> _What to produce_: For the entries below, report every line that includes the word "null".

> _Data records_:
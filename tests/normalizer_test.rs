//! Response normalization across modes, and the raw-input entry point

use a2ui_client::{
    normalize_response, parse_raw_messages, A2uiError, A2uiMessage, ResponseMode,
};
use serde_json::{json, Value};

fn rpc_response(parts: Value) -> Value {
    json!({
        "jsonrpc": "2.0",
        "id": "req-1",
        "result": {
            "id": "task-1",
            "status": {
                "state": "completed",
                "message": {
                    "role": "agent",
                    "parts": parts
                }
            }
        }
    })
}

#[test]
fn test_ui_mode_extracts_tagged_data_parts() {
    let response = rpc_response(json!([
        {"kind": "text", "text": "Here is your dashboard"},
        {
            "kind": "data",
            "metadata": {"mimeType": "application/json+a2ui"},
            "data": {"surfaceUpdate": {"surfaceId": "dash", "components": [
                {"id": "c1", "component": {"Text": {"text": "Sales"}}}
            ]}}
        },
        {
            "kind": "data",
            "metadata": {"mimeType": "application/json+a2ui"},
            "data": {"beginRendering": {"surfaceId": "dash", "root": "c1"}}
        }
    ]));

    let normalized = normalize_response(&response, ResponseMode::Ui);
    assert_eq!(normalized.messages.len(), 2);
    assert_eq!(normalized.new_surface_ids, vec!["dash".to_string()]);
    assert!(normalized.text.is_none());
}

#[test]
fn test_ui_mode_ignores_untagged_data_parts() {
    let response = rpc_response(json!([
        {"kind": "data", "data": {"surfaceUpdate": {"surfaceId": "dash", "components": []}}}
    ]));
    let normalized = normalize_response(&response, ResponseMode::Ui);
    assert!(normalized.is_empty());
}

#[test]
fn test_text_mode_suppresses_ui_payloads_and_keeps_text() {
    let response = rpc_response(json!([
        {"kind": "text", "text": "{\"surfaceUpdate\":{}}"},
        {"kind": "text", "text": "hello"},
        {"kind": "text", "text": "{\"total\": 7}"}
    ]));

    let normalized = normalize_response(&response, ResponseMode::Text);
    let text = normalized.text.unwrap();
    let blocks: Vec<&str> = text.split("\n\n").collect();
    assert_eq!(blocks.len(), 2);
    assert_eq!(blocks[0], "hello");
    assert!(blocks[1].contains("\"total\": 7"));
}

#[test]
fn test_raw_input_priority_order() {
    // An array wins over envelope probing even when members nest further
    let list = json!([
        {"beginRendering": {"surfaceId": "a"}},
        {"dataModelUpdate": {"surfaceId": "a", "path": "/x", "contents": {"valueNumber": 1}}}
    ]);
    let messages = parse_raw_messages(&list.to_string()).unwrap();
    assert_eq!(messages.len(), 2);
    assert!(matches!(messages[0], A2uiMessage::BeginRendering(_)));
    assert!(matches!(messages[1], A2uiMessage::DataModelUpdate(_)));
}

#[test]
fn test_raw_input_wrapped_envelopes() {
    let envelope = rpc_response(json!([
        {"kind": "data",
         "metadata": {"mimeType": "application/json+a2ui"},
         "data": {"surfaceUpdate": {"surfaceId": "s", "components": [
            {"id": "c", "component": {"Card": {"children": []}}}
         ]}}}
    ]));

    let direct = parse_raw_messages(&envelope.to_string()).unwrap();
    assert_eq!(direct.len(), 1);

    let wrapped = json!({"data": envelope});
    let nested = parse_raw_messages(&wrapped.to_string()).unwrap();
    assert_eq!(nested.len(), 1);
}

#[test]
fn test_component_filtering_retains_only_valid_entries() {
    let input = json!({"surfaceUpdate": {"surfaceId": "s", "components": [
        null,
        {"component": {"Text": {"text": "missing id"}}},
        {"id": "no-component"},
        {"id": "empty", "component": {}},
        {"id": "null-type", "component": {"Card": null}},
        {"id": "valid", "component": {"Text": {"text": "kept"}}}
    ]}});

    let messages = parse_raw_messages(&input.to_string()).unwrap();
    let A2uiMessage::SurfaceUpdate(update) = &messages[0] else {
        panic!("expected a surface update");
    };
    assert_eq!(update.components.len(), 1);
    assert_eq!(update.components[0].id, "valid");
}

#[test]
fn test_all_components_invalid_is_rejected() {
    let input = json!({"surfaceUpdate": {"surfaceId": "s", "components": [
        {"component": {"Text": {}}}
    ]}});
    assert!(matches!(
        parse_raw_messages(&input.to_string()),
        Err(A2uiError::EmptyComponents { .. })
    ));
}

#[test]
fn test_malformed_and_unrecognized_inputs() {
    assert!(matches!(
        parse_raw_messages("{not json"),
        Err(A2uiError::JsonParse(_))
    ));
    assert!(matches!(
        parse_raw_messages("{\"something\": \"else\"}"),
        Err(A2uiError::NoUiContent)
    ));
}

> _Solution to this exercise_:
        null,
        {"id": "null-type", "component": {"Card": null}},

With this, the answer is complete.